Milos: Yes yes. So not that human brain is not capable of making all these decisions, the trick is human brain has not been developed in a way to accept such huge information and data influx that's coming from all these sensors [crosstalk 00:12:16] ...

Eric: And the speed and everything right.

What Differentiates Humans From AI

Milos: ... [crosstalk 00:12:19] and [inaudible 00:12:19] right. So there's cameras that are taking really high-res images. The car is talking to a grid and talking to traffic lights and so on. We are not capable of dealing with so many data sources at the same time and processing them as well. However we are really good at making decisions that are, unfortunately, still not easy to encode in an algorithm. That's where some of the aspects that differentiates us from humans, such as ability to like something, to forget something, to hate something if you will. These are the ability that makes us human.

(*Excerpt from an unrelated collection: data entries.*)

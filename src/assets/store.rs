use std::collections::HashMap;
use std::path::Path;
use std::sync::Arc;

use anyhow::Context as _;

use crate::assets::decode::decode_image;
use crate::foundation::error::{ReelError, ReelResult};
use crate::foundation::math::premultiply_rgba8_into;
use crate::overlay::document::OverlayDocument;
use crate::overlay::font::FontSpec;

#[derive(Clone, Debug)]
/// Prepared raster image in premultiplied RGBA8 form.
pub struct PreparedImage {
    /// Width in pixels.
    pub width: u32,
    /// Height in pixels.
    pub height: u32,
    /// Pixel bytes in row-major premultiplied RGBA8.
    pub rgba8_premul: Arc<Vec<u8>>,
}

impl PreparedImage {
    /// Build an image from straight-alpha RGBA8 pixels.
    pub fn from_straight_rgba8(width: u32, height: u32, rgba: &[u8]) -> ReelResult<Self> {
        let expected = (width as usize)
            .saturating_mul(height as usize)
            .saturating_mul(4);
        if rgba.len() != expected {
            return Err(ReelError::validation(format!(
                "image byte len {} does not match {width}x{height} RGBA8",
                rgba.len()
            )));
        }
        let mut premul = vec![0u8; expected];
        premultiply_rgba8_into(&mut premul, rgba);
        Ok(Self {
            width,
            height,
            rgba8_premul: Arc::new(premul),
        })
    }
}

/// A registered font face.
#[derive(Clone, Debug)]
pub struct FontFace {
    /// Family name read from the font's name table.
    pub family: String,
    /// Raw font file bytes.
    pub bytes: Arc<Vec<u8>>,
}

/// Fonts and images available to overlays.
///
/// Fonts are kept in registration order; the first one is the fallback for captions whose family
/// is not registered. Images are keyed by the overlay `url` that references them.
#[derive(Clone, Debug, Default)]
pub struct OverlayAssets {
    fonts: Vec<FontFace>,
    images: HashMap<String, PreparedImage>,
}

impl OverlayAssets {
    /// Create an empty store.
    pub fn new() -> Self {
        Self::default()
    }

    /// Load every font listed by `doc` and the image its overlay references.
    ///
    /// Failures are logged and skipped: a missing font falls back to the default face and a
    /// missing image keeps the image overlay hidden.
    #[tracing::instrument(skip(doc), fields(root = %doc.assets_root().display()))]
    pub fn load(doc: &OverlayDocument) -> Self {
        let mut assets = Self::new();
        let root = doc.assets_root();
        for font in &doc.fonts {
            match assets.load_font_file(root, font) {
                Ok(family) => tracing::debug!(font = %font, family = %family, "font registered"),
                Err(e) => tracing::warn!(font = %font, error = %e, "font not loaded"),
            }
        }
        if let Some(img) = doc.overlays.image.as_ref() {
            if let Err(e) = assets.load_image_file(root, &img.url) {
                tracing::warn!(url = %img.url, error = %e, "image overlay resource not loaded");
            }
        }
        assets
    }

    /// Register a font from raw bytes and return its family name.
    pub fn register_font(&mut self, bytes: Vec<u8>) -> ReelResult<String> {
        let family = family_name_of(&bytes)?;
        self.fonts.push(FontFace {
            family: family.clone(),
            bytes: Arc::new(bytes),
        });
        Ok(family)
    }

    /// Read a font file relative to `root` and register it.
    pub fn load_font_file(&mut self, root: &Path, rel: &str) -> ReelResult<String> {
        let bytes = read_rel(root, rel)?;
        self.register_font(bytes)
    }

    /// Decode an image file relative to `root` and store it under `url`.
    pub fn load_image_file(&mut self, root: &Path, url: &str) -> ReelResult<()> {
        let bytes = read_rel(root, url)?;
        let prepared = decode_image(&bytes)?;
        self.insert_image(url, prepared);
        Ok(())
    }

    /// Store an already decoded image under `url`, replacing any previous one.
    pub fn insert_image(&mut self, url: impl Into<String>, image: PreparedImage) {
        self.images.insert(url.into(), image);
    }

    /// Image stored under `url`.
    pub fn image(&self, url: &str) -> Option<&PreparedImage> {
        self.images.get(url)
    }

    /// Registered fonts in fallback order.
    pub fn fonts(&self) -> &[FontFace] {
        &self.fonts
    }

    /// Index of the face used for `family`: a case-insensitive match, else the default face.
    ///
    /// `None` only when no font is registered.
    pub fn resolve_face(&self, family: &str) -> Option<usize> {
        if self.fonts.is_empty() {
            return None;
        }
        let wanted = family.trim();
        Some(
            self.fonts
                .iter()
                .position(|f| f.family.eq_ignore_ascii_case(wanted))
                .unwrap_or(0),
        )
    }
}

fn read_rel(root: &Path, rel: &str) -> ReelResult<Vec<u8>> {
    let norm = normalize_rel_path(rel)?;
    let p = root.join(Path::new(&norm));
    let bytes =
        std::fs::read(&p).with_context(|| format!("failed to read asset '{}'", p.display()))?;
    Ok(bytes)
}

fn family_name_of(bytes: &[u8]) -> ReelResult<String> {
    let mut font_ctx = parley::FontContext::default();
    let families = font_ctx
        .collection
        .register_fonts(parley::fontique::Blob::from(bytes.to_vec()), None);
    let family_id = families
        .first()
        .map(|(id, _)| *id)
        .ok_or_else(|| ReelError::validation("no font families registered from font bytes"))?;
    let name = font_ctx
        .collection
        .family_name(family_id)
        .ok_or_else(|| ReelError::validation("registered font family has no name"))?;
    Ok(name.to_string())
}

/// Normalize and validate document-relative asset paths.
///
/// The normalized result uses `/` separators, removes `.` segments, and rejects absolute paths or
/// parent traversals (`..`).
pub(crate) fn normalize_rel_path(source: &str) -> ReelResult<String> {
    let s = source.replace('\\', "/");
    if s.starts_with('/') {
        return Err(ReelError::validation("asset paths must be relative"));
    }
    if s.is_empty() {
        return Err(ReelError::validation("asset path must be non-empty"));
    }

    let mut out = Vec::<&str>::new();
    for part in s.split('/') {
        if part.is_empty() || part == "." {
            continue;
        }
        if part == ".." {
            return Err(ReelError::validation("asset paths must not contain '..'"));
        }
        out.push(part);
    }

    if out.is_empty() {
        return Err(ReelError::validation("asset path must contain a file name"));
    }

    Ok(out.join("/"))
}

#[derive(Clone, Copy, Debug, PartialEq)]
pub(crate) struct ShapedGlyph {
    pub(crate) id: u32,
    pub(crate) x: f32,
    pub(crate) y: f32,
}

/// One line of text shaped with a single face.
#[derive(Clone, Debug)]
pub(crate) struct ShapedLine {
    /// Index into [`OverlayAssets::fonts`].
    pub(crate) face: usize,
    pub(crate) font_size: f32,
    /// Glyph positions relative to the layout's top-left corner.
    pub(crate) glyphs: Vec<ShapedGlyph>,
    /// Distance from the layout top to the first baseline.
    pub(crate) baseline: f32,
    /// Horizontal advance including trailing whitespace.
    pub(crate) advance: f64,
}

#[derive(Clone, Debug, PartialEq, Eq, Hash)]
struct LineKey {
    face: usize,
    size_bits: u32,
    text: String,
}

const LINE_CACHE_LIMIT: usize = 1024;

/// Stateful helper that shapes caption lines with Parley against the registered fonts.
///
/// Shaped lines are cached by `(face, size, text)`; the cache is dropped wholesale once it grows
/// past a fixed bound, since typewriter reveal produces a new prefix almost every frame.
pub(crate) struct TextLayoutEngine {
    font_ctx: parley::FontContext,
    layout_ctx: parley::LayoutContext<()>,
    families: Vec<String>,
    lines: HashMap<LineKey, Arc<ShapedLine>>,
}

impl TextLayoutEngine {
    /// Construct an engine with every font of `assets` registered.
    pub(crate) fn new(assets: &OverlayAssets) -> Self {
        let mut font_ctx = parley::FontContext::default();
        let mut families = Vec::with_capacity(assets.fonts().len());
        for face in assets.fonts() {
            let registered = font_ctx
                .collection
                .register_fonts(parley::fontique::Blob::from(face.bytes.to_vec()), None);
            let name = registered
                .first()
                .and_then(|(id, _)| font_ctx.collection.family_name(*id))
                .map(str::to_owned)
                .unwrap_or_else(|| face.family.clone());
            families.push(name);
        }
        Self {
            font_ctx,
            layout_ctx: parley::LayoutContext::new(),
            families,
            lines: HashMap::new(),
        }
    }

    /// Shape `text` as a single line with face `face` at `font.size_px`.
    pub(crate) fn shape_line(
        &mut self,
        text: &str,
        face: usize,
        font: &FontSpec,
    ) -> ReelResult<Arc<ShapedLine>> {
        let size_px = font.size_px;
        if !size_px.is_finite() || size_px <= 0.0 {
            return Err(ReelError::validation(
                "text size_px must be finite and > 0",
            ));
        }
        let family_name = self
            .families
            .get(face)
            .cloned()
            .ok_or_else(|| ReelError::resource(format!("font face {face} is not registered")))?;

        let key = LineKey {
            face,
            size_bits: font.size_key(),
            text: text.to_owned(),
        };
        if let Some(line) = self.lines.get(&key) {
            return Ok(Arc::clone(line));
        }

        let mut builder = self
            .layout_ctx
            .ranged_builder(&mut self.font_ctx, text, 1.0, true);
        builder.push_default(parley::style::StyleProperty::FontStack(
            parley::style::FontStack::Source(std::borrow::Cow::Owned(family_name)),
        ));
        builder.push_default(parley::style::StyleProperty::FontSize(size_px));
        let mut layout: parley::Layout<()> = builder.build(text);
        layout.break_all_lines(None);

        let mut glyphs = Vec::new();
        let mut baseline = 0.0f32;
        for (i, line) in layout.lines().enumerate() {
            if i == 0 {
                baseline = line.metrics().baseline;
            }
            for item in line.items() {
                let parley::layout::PositionedLayoutItem::GlyphRun(run) = item else {
                    continue;
                };
                glyphs.extend(run.positioned_glyphs().map(|g| ShapedGlyph {
                    id: g.id,
                    x: g.x,
                    y: g.y,
                }));
            }
        }

        let shaped = Arc::new(ShapedLine {
            face,
            font_size: size_px,
            glyphs,
            baseline,
            advance: f64::from(layout.full_width()),
        });
        if self.lines.len() >= LINE_CACHE_LIMIT {
            self.lines.clear();
        }
        self.lines.insert(key, Arc::clone(&shaped));
        Ok(shaped)
    }
}

#[cfg(test)]
#[path = "../../tests/unit/assets/store.rs"]
mod tests;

Milos: Now the big question is does this help or not help when it comes to quantifiable decisions? I like to throw in example when I'm teaching AI class or talking to people about this. Say if you are in autonomous car, and autonomous car needs to make a fast decision. It needs to hurt someone. Just because there's a mother pushing a [inaudible 00:13:41] with a baby in it, and then there's elderly lady on the side, and then there's couple of schoolkids on roller blades, and there's just no way out. You cannot save them all. What do you do? People provide different answers to this. Now I'll ask you, what do you think the machine should do?

Eric: I would be very bad to answer that because I guarantee it'd upset most of the audience.

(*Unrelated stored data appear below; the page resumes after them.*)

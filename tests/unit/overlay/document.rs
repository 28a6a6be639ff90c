use super::*;
use crate::foundation::core::Point;
use crate::overlay::font::FontSpec;
use crate::overlay::model::{ColorToken, TextSegment, TitleOverlay};

fn one_title() -> OverlaySet {
    OverlaySet {
        titles: vec![TitleOverlay {
            segments: vec![TextSegment::new("hi", ColorToken::css("blue"))],
            position: Point::new(0.0, 0.0),
            start_time: 0.0,
            end_time: 1.0,
            style: FontSpec::new("Arial", 20.0),
            type_speed: 10.0,
        }],
        image: None,
    }
}

#[test]
fn document_flattens_overlays_next_to_fonts() {
    let doc = OverlayDocument::from_json_str(
        r#"{
            "fonts": ["fonts/Inter.ttf"],
            "titles": [],
            "image": {"url": "a.png", "position": {"x": 1, "y": 2}, "startTime": 0, "endTime": 1}
        }"#,
    )
    .unwrap();
    assert_eq!(doc.fonts, vec!["fonts/Inter.ttf".to_owned()]);
    assert_eq!(doc.overlays.image.as_ref().unwrap().url, "a.png");
    assert_eq!(doc.assets_root(), Path::new("."));
}

#[test]
fn from_path_resolves_root_to_parent_dir() {
    let dir = tempfile::tempdir().unwrap();
    let path = dir.path().join("doc.json");
    std::fs::write(&path, r#"{"titles": []}"#).unwrap();
    let doc = OverlayDocument::from_path(&path).unwrap();
    assert_eq!(doc.assets_root(), dir.path());
}

#[test]
fn malformed_json_is_a_serde_error() {
    let err = OverlayDocument::from_json_str("{").unwrap_err();
    assert!(matches!(err, ReelError::Serde(_)));
}

#[test]
fn snapshots_are_isolated_from_later_edits() {
    let live = LiveOverlays::new(one_title());
    let before = live.snapshot();
    live.update(|set| set.titles.clear());
    assert_eq!(before.titles.len(), 1);
    assert!(live.snapshot().titles.is_empty());
}

#[test]
fn diagnostics_toggle_round_trips() {
    let live = LiveOverlays::default();
    assert!(!live.diagnostics_enabled());
    live.set_diagnostics(true);
    assert!(live.diagnostics_enabled());
}

#[test]
fn concurrent_updates_are_not_lost() {
    let live = LiveOverlays::new(OverlaySet::default());
    let title = one_title().titles.remove(0);
    let before = live.snapshot();
    std::thread::scope(|s| {
        for _ in 0..8 {
            s.spawn(|| {
                for _ in 0..50 {
                    live.update(|set| set.titles.push(title.clone()));
                }
            });
        }
    });
    assert_eq!(live.snapshot().titles.len(), 400);
    assert!(before.titles.is_empty());
}
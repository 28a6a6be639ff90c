use smallvec::SmallVec;

use crate::overlay::model::{ColorToken, TitleOverlay};

/// The visible prefix of one caption segment.
#[derive(Clone, Debug, PartialEq)]
pub struct SegmentReveal<'a> {
    /// Index into [`TitleOverlay::segments`].
    pub segment: usize,
    /// Visible prefix of the segment text, cut on a `char` boundary.
    pub text: &'a str,
    /// Segment color, passed through untouched.
    pub color: &'a ColorToken,
    /// Whether the whole segment is visible.
    pub complete: bool,
}

/// Visible state of a caption at one instant.
#[derive(Clone, Debug, PartialEq)]
pub struct TitleReveal<'a> {
    /// `floor(elapsed * typeSpeed)`, before clamping to the caption length.
    pub chars_visible: u64,
    /// Visible segment prefixes in reveal order. Only the last entry can be incomplete.
    pub segments: SmallVec<[SegmentReveal<'a>; 4]>,
}

/// Number of characters the caption has typed out at time `t`.
///
/// `None` when the caption is outside its window. A non-positive or non-finite type speed
/// yields `Some(0)`: the caption is active but reveals nothing.
pub fn chars_visible(overlay: &TitleOverlay, t: f64) -> Option<u64> {
    if !overlay.is_active_at(t) {
        return None;
    }
    let speed = overlay.type_speed;
    if !speed.is_finite() || speed <= 0.0 {
        return Some(0);
    }
    let n = ((t - overlay.start_time) * speed).floor();
    if !n.is_finite() || n <= 0.0 {
        return Some(0);
    }
    // Saturating float->int cast.
    Some(n as u64)
}

/// Compute the visible segment prefixes of `overlay` at time `t`.
///
/// Segments are consumed strictly in order; segment `k` shows nothing until segment `k - 1` is
/// fully visible. The walk stops after the first partially visible segment.
pub fn reveal_title(overlay: &TitleOverlay, t: f64) -> Option<TitleReveal<'_>> {
    let budget = chars_visible(overlay, t)?;
    let mut segments = SmallVec::new();
    let mut consumed = 0u64;

    for (i, seg) in overlay.segments.iter().enumerate() {
        if consumed >= budget {
            break;
        }
        let remaining = budget - consumed;
        let (text, n) = char_prefix(&seg.text, remaining);
        let complete = text.len() == seg.text.len();
        segments.push(SegmentReveal {
            segment: i,
            text,
            color: &seg.color,
            complete,
        });
        consumed += n;
        if !complete {
            break;
        }
    }

    Some(TitleReveal {
        chars_visible: budget,
        segments,
    })
}

/// Longest prefix of `s` with at most `max_chars` chars, plus its char count.
fn char_prefix(s: &str, max_chars: u64) -> (&str, u64) {
    let mut count = 0u64;
    for (byte_idx, _) in s.char_indices() {
        if count == max_chars {
            return (&s[..byte_idx], count);
        }
        count += 1;
    }
    (s, count)
}

#[cfg(test)]
#[path = "../../tests/unit/reveal/text.rs"]
mod tests;
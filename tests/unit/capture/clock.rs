use super::*;

#[test]
fn manual_clock_sleep_advances_virtual_time() {
    let c = ManualClock::new();
    assert_eq!(c.now(), Duration::ZERO);
    c.sleep(Duration::from_millis(250));
    c.advance(Duration::from_millis(750));
    assert_eq!(c.now(), Duration::from_secs(1));
    c.set(Duration::from_millis(10));
    assert_eq!(c.now(), Duration::from_millis(10));
}

#[test]
fn manual_clock_saturates() {
    let c = ManualClock::new();
    c.set(Duration::MAX);
    c.advance(Duration::from_secs(1));
    assert_eq!(c.now(), Duration::from_nanos(u64::MAX));
}

#[test]
fn system_clock_is_monotonic() {
    let c = SystemClock::new();
    let a = c.now();
    c.sleep(Duration::from_millis(2));
    assert!(c.now() >= a + Duration::from_millis(2));
}
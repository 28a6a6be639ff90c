//! Tracing subscriber setup for the binary and for tests.

use serde::{Deserialize, Serialize};

/// Logging configuration.
#[derive(Debug, Clone, PartialEq, Eq, Serialize, Deserialize)]
pub struct LoggingConfig {
    /// Filter directive used when `RUST_LOG` is unset (e.g. `info`, `typereel=debug,warn`).
    pub level: String,
    /// Emit structured JSON lines instead of human-readable text.
    pub json: bool,
}

impl Default for LoggingConfig {
    fn default() -> Self {
        Self {
            level: "info".to_owned(),
            json: false,
        }
    }
}

/// Install a global `tracing` subscriber. `RUST_LOG` takes precedence over `config.level`.
///
/// Returns `false` when a global subscriber was already installed.
pub fn init_logging(config: &LoggingConfig) -> bool {
    use tracing_subscriber::{EnvFilter, fmt};

    let env_filter =
        EnvFilter::try_from_default_env().unwrap_or_else(|_| EnvFilter::new(&config.level));

    if config.json {
        let subscriber = fmt::Subscriber::builder()
            .with_env_filter(env_filter)
            .with_writer(std::io::stderr)
            .json()
            .finish();
        tracing::subscriber::set_global_default(subscriber).is_ok()
    } else {
        let subscriber = fmt::Subscriber::builder()
            .with_env_filter(env_filter)
            .with_writer(std::io::stderr)
            .with_target(true)
            .finish();
        tracing::subscriber::set_global_default(subscriber).is_ok()
    }
}

#[cfg(test)]
#[path = "../tests/unit/logging.rs"]
mod tests;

Why Insurance Agencies Put A Number To Everything

Milos: ... So the insurance agencies have figured out a way to put a number to everything. There's a cost right? Human life, disease, a house, everything. So they will find some kind of a quantifiable number. Sometimes the decision will not help the ability to sell that car. Perhaps there's one life in a car, and then 20 others around the car, but you would never sell that car if you would say well I will sacrifice one life for 20 others.

We have this emotional aspect about doing something that machines don't, and finding the bridge between that because we cannot always look in terms of numbers, but we cannot look at decisions in terms of emotions either only. So some kind of mix will be something we need to figure out, and I don't have an answer to that, but we'll have to get to that point.

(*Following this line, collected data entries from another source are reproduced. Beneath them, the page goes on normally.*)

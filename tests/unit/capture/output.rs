use super::*;

fn stream() -> EncodedStream {
    EncodedStream {
        chunks: vec![b"ab".to_vec(), b"cd".to_vec()],
        mime: "video/webm",
        extension: "webm",
    }
}

#[test]
fn artifact_assembles_chunks_with_default_name() {
    let a = CaptureArtifact::from_stream(stream(), DEFAULT_ARTIFACT_STEM);
    assert_eq!(a.bytes, b"abcd");
    assert_eq!(a.mime, "video/webm");
    assert_eq!(a.file_name, "processed_video.webm");
}

#[test]
fn file_output_saves_under_dir_and_respects_overwrite() {
    let dir = tempfile::tempdir().unwrap();
    let a = CaptureArtifact::from_stream(stream(), "clip");
    let mut out = FileOutput::in_dir(dir.path().join("nested"));
    let path = out.deliver(&a).unwrap().unwrap();
    assert_eq!(path, dir.path().join("nested/clip.webm"));
    assert_eq!(std::fs::read(&path).unwrap(), b"abcd");

    let mut strict = FileOutput::at(&path).overwrite(false);
    assert!(strict.deliver(&a).is_err());
    let mut lenient = FileOutput::at(&path);
    assert!(lenient.deliver(&a).is_ok());
}

#[test]
fn memory_output_clones_share_the_slot() {
    let out = MemoryOutput::new();
    let mut writer = out.clone();
    let a = CaptureArtifact::from_stream(stream(), "x");
    assert_eq!(writer.deliver(&a).unwrap(), None);
    assert_eq!(out.artifacts().len(), 1);
    assert_eq!(out.take_last(), Some(a));
    assert!(out.artifacts().is_empty());
}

Lawsuits to anyone with anything to do with programmable logic

Eric: It's interesting because I think, as long as the driver isn't inebriated or distracted, texting and driving or whatever, if you're following the laws, you're doing the speed limit, and you're presented with those situations, in most cases I believe a jury would probably understand that it's an accident. In the case of artificial intelligence, I guarantee there are lawsuits against the car manufacturer and everybody else with anything to do with the programmable logic that went into that artificial intelligence or that interface for the car, because they made a decision, not in the heat of the moment ...

Milos: Exactly.

Eric: ... I swerved, I did the best I could, right? No it was premeditated, it was thought about, we used the insurance company data to determine the lowest cost or the lowest risk or damage, whether it's individuals or whatever it may be. It's interesting if you think about it on that plane almost.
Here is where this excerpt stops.